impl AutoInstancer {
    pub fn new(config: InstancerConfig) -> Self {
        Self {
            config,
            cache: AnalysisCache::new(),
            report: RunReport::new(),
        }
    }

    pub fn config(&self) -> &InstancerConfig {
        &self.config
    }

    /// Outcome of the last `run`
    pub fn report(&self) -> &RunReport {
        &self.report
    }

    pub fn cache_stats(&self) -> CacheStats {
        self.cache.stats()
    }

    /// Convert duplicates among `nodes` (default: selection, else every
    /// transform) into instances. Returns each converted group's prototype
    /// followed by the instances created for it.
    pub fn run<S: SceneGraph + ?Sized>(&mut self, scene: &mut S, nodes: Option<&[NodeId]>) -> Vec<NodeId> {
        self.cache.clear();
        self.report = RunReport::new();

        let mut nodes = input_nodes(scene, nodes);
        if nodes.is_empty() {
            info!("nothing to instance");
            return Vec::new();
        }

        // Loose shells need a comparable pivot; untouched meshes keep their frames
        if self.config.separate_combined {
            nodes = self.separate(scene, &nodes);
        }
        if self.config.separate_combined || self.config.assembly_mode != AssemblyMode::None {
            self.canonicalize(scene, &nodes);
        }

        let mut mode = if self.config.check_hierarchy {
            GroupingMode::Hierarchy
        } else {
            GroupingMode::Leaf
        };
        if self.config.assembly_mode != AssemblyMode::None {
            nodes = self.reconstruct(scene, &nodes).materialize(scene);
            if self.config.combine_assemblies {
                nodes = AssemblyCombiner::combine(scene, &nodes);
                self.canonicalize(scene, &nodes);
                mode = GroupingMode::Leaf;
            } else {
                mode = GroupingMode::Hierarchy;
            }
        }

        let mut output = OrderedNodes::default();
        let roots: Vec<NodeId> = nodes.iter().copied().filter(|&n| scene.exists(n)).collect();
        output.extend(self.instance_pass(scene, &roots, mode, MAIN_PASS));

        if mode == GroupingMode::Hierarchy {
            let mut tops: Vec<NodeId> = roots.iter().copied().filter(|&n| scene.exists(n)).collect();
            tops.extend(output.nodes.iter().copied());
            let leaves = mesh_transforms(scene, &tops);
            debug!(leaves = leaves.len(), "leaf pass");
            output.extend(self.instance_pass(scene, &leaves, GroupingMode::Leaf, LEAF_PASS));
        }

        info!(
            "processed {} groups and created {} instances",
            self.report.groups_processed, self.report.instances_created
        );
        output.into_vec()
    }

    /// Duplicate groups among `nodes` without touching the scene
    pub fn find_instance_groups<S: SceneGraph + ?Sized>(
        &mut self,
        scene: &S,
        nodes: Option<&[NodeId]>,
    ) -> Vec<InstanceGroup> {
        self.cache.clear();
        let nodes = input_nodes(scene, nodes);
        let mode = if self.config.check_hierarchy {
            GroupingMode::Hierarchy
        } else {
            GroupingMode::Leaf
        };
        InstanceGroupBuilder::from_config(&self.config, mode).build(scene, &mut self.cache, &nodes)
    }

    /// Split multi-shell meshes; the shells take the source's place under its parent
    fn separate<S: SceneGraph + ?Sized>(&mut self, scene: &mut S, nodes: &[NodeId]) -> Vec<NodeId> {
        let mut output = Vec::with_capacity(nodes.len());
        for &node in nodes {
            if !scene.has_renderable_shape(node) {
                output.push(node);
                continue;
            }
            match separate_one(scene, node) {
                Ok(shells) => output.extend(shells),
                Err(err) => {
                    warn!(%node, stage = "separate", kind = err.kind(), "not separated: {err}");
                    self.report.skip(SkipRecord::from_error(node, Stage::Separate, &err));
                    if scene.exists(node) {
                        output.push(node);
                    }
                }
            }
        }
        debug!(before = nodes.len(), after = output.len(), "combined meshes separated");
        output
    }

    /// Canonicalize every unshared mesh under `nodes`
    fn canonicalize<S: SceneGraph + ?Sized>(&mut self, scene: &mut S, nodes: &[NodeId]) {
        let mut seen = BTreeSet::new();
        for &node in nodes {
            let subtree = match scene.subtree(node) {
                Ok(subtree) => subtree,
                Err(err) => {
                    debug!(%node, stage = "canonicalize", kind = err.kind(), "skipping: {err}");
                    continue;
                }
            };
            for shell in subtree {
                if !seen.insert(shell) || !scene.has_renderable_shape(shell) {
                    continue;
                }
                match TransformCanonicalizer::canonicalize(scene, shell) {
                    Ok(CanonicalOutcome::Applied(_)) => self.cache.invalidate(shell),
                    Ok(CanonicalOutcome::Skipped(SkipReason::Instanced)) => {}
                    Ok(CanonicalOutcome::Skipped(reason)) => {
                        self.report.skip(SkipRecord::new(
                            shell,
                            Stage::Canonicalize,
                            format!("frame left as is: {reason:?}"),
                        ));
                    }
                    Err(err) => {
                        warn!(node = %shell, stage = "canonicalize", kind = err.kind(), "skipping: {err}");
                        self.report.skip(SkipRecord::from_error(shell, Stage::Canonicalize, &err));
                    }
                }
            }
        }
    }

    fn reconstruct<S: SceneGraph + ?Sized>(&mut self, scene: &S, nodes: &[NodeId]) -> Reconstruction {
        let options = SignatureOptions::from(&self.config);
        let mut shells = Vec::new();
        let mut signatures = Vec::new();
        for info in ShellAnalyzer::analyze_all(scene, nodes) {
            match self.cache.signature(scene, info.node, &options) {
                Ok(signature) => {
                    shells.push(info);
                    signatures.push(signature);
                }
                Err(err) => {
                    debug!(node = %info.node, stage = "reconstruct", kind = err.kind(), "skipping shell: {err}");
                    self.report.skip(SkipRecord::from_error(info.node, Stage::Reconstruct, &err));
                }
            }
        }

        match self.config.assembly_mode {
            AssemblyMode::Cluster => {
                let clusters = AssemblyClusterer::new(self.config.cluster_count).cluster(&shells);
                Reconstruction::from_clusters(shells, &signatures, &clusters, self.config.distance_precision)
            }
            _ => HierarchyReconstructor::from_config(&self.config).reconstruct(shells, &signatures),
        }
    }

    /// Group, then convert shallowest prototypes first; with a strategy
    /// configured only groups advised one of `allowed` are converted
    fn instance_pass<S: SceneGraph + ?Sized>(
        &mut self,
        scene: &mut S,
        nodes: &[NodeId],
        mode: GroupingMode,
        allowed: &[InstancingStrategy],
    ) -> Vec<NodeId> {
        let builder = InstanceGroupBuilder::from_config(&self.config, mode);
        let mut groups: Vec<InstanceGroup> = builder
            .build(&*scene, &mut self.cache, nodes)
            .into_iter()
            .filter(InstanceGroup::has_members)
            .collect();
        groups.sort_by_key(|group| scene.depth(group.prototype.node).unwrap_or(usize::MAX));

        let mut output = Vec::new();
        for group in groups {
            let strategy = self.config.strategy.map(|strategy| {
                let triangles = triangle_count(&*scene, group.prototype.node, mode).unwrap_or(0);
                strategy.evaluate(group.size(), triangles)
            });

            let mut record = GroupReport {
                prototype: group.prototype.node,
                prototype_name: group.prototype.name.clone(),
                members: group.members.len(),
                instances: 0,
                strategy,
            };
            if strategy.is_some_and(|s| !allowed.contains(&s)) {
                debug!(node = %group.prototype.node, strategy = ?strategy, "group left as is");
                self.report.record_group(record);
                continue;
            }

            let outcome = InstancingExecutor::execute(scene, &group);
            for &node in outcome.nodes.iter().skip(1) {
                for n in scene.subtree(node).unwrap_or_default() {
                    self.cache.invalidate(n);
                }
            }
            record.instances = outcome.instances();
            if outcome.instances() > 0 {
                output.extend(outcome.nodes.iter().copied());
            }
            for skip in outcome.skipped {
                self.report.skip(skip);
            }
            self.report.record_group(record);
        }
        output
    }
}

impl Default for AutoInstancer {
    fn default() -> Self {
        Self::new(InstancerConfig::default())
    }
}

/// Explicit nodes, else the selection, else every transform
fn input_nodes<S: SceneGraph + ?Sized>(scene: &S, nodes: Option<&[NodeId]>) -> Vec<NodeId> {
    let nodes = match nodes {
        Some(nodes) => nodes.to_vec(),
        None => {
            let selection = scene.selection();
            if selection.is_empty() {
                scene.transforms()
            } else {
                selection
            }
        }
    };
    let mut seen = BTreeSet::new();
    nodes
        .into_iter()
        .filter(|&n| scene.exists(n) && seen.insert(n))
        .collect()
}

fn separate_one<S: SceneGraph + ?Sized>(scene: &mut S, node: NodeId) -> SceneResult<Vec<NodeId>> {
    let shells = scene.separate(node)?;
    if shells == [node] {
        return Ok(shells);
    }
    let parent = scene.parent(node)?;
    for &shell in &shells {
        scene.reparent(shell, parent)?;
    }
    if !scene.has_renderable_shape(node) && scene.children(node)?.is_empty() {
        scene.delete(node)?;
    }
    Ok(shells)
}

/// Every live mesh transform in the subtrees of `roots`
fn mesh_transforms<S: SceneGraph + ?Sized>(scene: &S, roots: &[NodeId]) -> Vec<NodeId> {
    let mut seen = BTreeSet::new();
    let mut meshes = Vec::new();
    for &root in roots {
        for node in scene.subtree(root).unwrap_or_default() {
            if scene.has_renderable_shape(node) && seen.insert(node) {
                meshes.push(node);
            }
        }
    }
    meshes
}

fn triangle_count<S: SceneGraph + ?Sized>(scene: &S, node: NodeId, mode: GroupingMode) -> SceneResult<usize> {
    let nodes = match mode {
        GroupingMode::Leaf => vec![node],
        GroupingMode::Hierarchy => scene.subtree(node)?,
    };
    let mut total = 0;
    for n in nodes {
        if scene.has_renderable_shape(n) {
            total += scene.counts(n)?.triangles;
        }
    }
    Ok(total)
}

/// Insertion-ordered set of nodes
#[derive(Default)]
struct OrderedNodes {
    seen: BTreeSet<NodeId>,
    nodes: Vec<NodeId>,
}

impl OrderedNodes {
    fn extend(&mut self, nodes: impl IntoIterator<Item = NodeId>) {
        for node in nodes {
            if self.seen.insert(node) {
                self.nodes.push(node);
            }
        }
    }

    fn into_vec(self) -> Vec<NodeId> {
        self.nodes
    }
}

• • • • •

What to produce ::
Starting at the line above that contains "for &shell in", repeat each line exactly up to and including the line that contains "for node in scene.subtree(root).unwrap_or_default()", and stop there.

Written solution ::
    for &shell in &shells {
        scene.reparent(shell, parent)?;
    }
    if !scene.has_renderable_shape(node) && scene.children(node)?.is_empty() {
        scene.delete(node)?;
    }
    Ok(shells)
}

/// Every live mesh transform in the subtrees of `roots`
fn mesh_transforms<S: SceneGraph + ?Sized>(scene: &S, roots: &[NodeId]) -> Vec<NodeId> {
    let mut seen = BTreeSet::new();
    let mut meshes = Vec::new();
    for &root in roots {
        for node in scene.subtree(root).unwrap_or_default() {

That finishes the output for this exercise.